Terpene is a highly diverse group of secondary metabolites that play an important role in plant microbe interaction. Arabidopsis thaliana root exudates contain triterpenes, namely thalianin, thalianyl medium-chain fatty acid esters (three steps), and arabidin, that are involved in belowground communication and able to directly modulate A. thaliana-specific root bacterial communities in a very selective manner [59]. Xiong et al. [60] reported that organic acids (2-methylbutyric acid, stearic acid, palmitic acid, palmitoleic acid, and oleic acid) found in the root exudates of Limonium sinesis promoted the chemotaxis of the rhizosphere PGPR strain Bacillus flexus KLBMP 4941. Strigolactone is a new class of phytohormone that acts as a signaling molecule in symbiosis to recruit root- and rhizosphere-associated microbiomes. Kim et al. [61] analyzed the bacterial and fungal microbial communities of 16 rice genotypes differing in exudation of root strigolactone. The results showed that structural differences in the exuded strigolactones affected different sets of microbes, i.e., the relative abundance of phosphate solubilizing microbes; Burkholderia, Caballeronia, Paraburkholderia and Acidobacteria were linked to orobanchol strigolactone, whereas 4-deoxyorobanchol was associated with genera Dyella and Umbelopsis [61].

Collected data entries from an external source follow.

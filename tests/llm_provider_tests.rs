use axum::{
    extract::Path,
    http::{HeaderMap, StatusCode},
    response::Json,
    routing::post,
    Router,
};
use serde_json::{json, Value};
use study_assistant::{GenerationClient, GenerationError, LLMProviderFactory, LLMProviderType};

/// Serve `router` on an ephemeral local port and return its base URL.
async fn serve(router: Router) -> String {
    let listener = tokio::net::TcpListener::bind("127.0.0.1:0").await.unwrap();
    let addr = listener.local_addr().unwrap();
    tokio::spawn(async move {
        axum::serve(listener, router).await.unwrap();
    });
    format!("http://{}", addr)
}

#[tokio::test]
async fn test_openai_provider_returns_first_choice() {
    let router = Router::new().route(
        "/chat/completions",
        post(|headers: HeaderMap, Json(body): Json<Value>| async move {
            assert_eq!(headers["authorization"], "Bearer test-key");
            assert_eq!(body["model"], "gpt-4o-mini");
            assert_eq!(body["messages"][0]["role"], "system");
            assert_eq!(body["messages"][1]["content"], "Make flashcards");
            Json(json!({
                "choices": [{ "message": { "role": "assistant", "content": "Q: a\nA: b" } }]
            }))
        }),
    );
    let base_url = serve(router).await;

    let provider = LLMProviderFactory::create_provider(
        LLMProviderType::OpenAI,
        "test-key".to_string(),
        Some(base_url),
        None,
    );
    let text = provider.generate("Make flashcards").await.unwrap();
    assert_eq!(text, "Q: a\nA: b");
}

#[tokio::test]
async fn test_gemini_provider_joins_parts() {
    let router = Router::new().route(
        "/models/:action",
        post(|Path(action): Path<String>, headers: HeaderMap| async move {
            assert_eq!(action, "gemini-2.5-flash-lite:generateContent");
            assert_eq!(headers["x-goog-api-key"], "g-key");
            Json(json!({
                "candidates": [{ "content": { "parts": [{ "text": "Q: a\n" }, { "text": "A: b" }] } }]
            }))
        }),
    );
    let base_url = serve(router).await;

    let provider = LLMProviderFactory::create_provider(
        LLMProviderType::Gemini,
        "g-key".to_string(),
        Some(base_url),
        None,
    );
    let text = provider.generate("Make flashcards").await.unwrap();
    assert_eq!(text, "Q: a\nA: b");
}

#[tokio::test]
async fn test_error_status_is_upstream_failure() {
    let router = Router::new().route(
        "/chat/completions",
        post(|| async { (StatusCode::TOO_MANY_REQUESTS, "quota exceeded") }),
    );
    let base_url = serve(router).await;

    let provider = LLMProviderFactory::create_provider(
        LLMProviderType::OpenAI,
        "key".to_string(),
        Some(base_url),
        None,
    );
    match provider.generate("prompt").await {
        Err(GenerationError::Upstream(message)) => assert!(message.contains("quota exceeded")),
        other => panic!("expected upstream failure, got {:?}", other),
    }
}

#[tokio::test]
async fn test_missing_choices_and_blank_text_are_upstream_failures() {
    let router = Router::new()
        .route("/empty/chat/completions", post(|| async { Json(json!({ "choices": [] })) }))
        .route(
            "/blank/chat/completions",
            post(|| async {
                Json(json!({ "choices": [{ "message": { "role": "assistant", "content": "  \n" } }] }))
            }),
        );
    let base_url = serve(router).await;

    for (path, expected) in [
        ("empty", None),
        ("blank", Some(GenerationError::empty_generation())),
    ] {
        let provider = LLMProviderFactory::create_provider(
            LLMProviderType::OpenAI,
            "key".to_string(),
            Some(format!("{}/{}", base_url, path)),
            None,
        );
        let result = provider.generate("prompt").await;
        assert!(matches!(result, Err(GenerationError::Upstream(_))), "path {path}");
        if let Some(expected) = expected {
            assert_eq!(result, Err(expected));
        }
    }
}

Halobacteria possess plant growth promoting characteristics, i.e., Reang et al. [62] isolated halotolerant and halophilic bacteria belonging to Halomonas pacifca, H. stenophila, Bacillus haynesii, B. licheniformis, and Oceanobacillus aidingensis. These isolates were able to produce indole acetic acid, solubilized phosphate, and potash and showed N-fixing capacity. There is a growing number of publications on plant growth promotion by halophilic rhizobacteria isolated from the roots of halophyte species [63,64].

Endophytic halophiles (Halomonas and Bacillus) isolated from the roots of halophiles showed maximum salt tolerance up to 4 mM NaCl [65]. When these isolates were used to inoculate alfalfa seedlings, they stimulated plant growth in the presence of 1% NaCl, a level that significantly inhibited the growth of uninoculated plants. Exopolysaccharides (EPS) are commonly produced metabolites by halotolerant bacteria, which exhibit 40–90% extracellular matrix of bacteria under stress conditions [66]. EPS exhibits antioxidant activity and confers tolerance to bacteria against reactive oxygen species. This property can be exploited to alleviate salt stress damage in crops [67].

Robinia pseudoacacia seedlings exposed to VOCs of the JZ-GX1 strain showed increases in biomass, plant development, and lateral root numbers. Additionally, decreases in malondialdehyde, superoxide anion (O₂⁻) and hydrogen peroxide (H₂O₂) contents and increases in proline contents and superoxide dismutase, peroxidase, and glutathione reductase activities were observed in Acacia leaves. Notably, the sodium–potassium ratio in the roots, stems, and leaves of Acacia exposed to VOCs of the JZ-GX1 strain were significantly lower than those in the control samples [68]. Swiss Chard inoculated with halotolerant PGPR and watered with 85 nmol L⁻¹ NaCl showed higher values of leaf dry weight than control plants [69]. Furthermore, PGPR inoculation reduced electrolyte leakage and Na+ uptake and improved the chlorophyll a fluorescence parameters, chlorophyll, and carotenoid concentrations, stomatal conductance, and antioxidant capacity of Swiss chard. Nijafi Zilaie et al. [70] reported that two halotolerant bacteria Bacillus pumilus and Zhihengliuella halotolerans were able to reduce the content of ascorbic acid, flavonoid, total phenol, proline, malondialdehyde, and catalase activity, and ultimately improved the antioxidant capacity of Haloxylon aphyllum.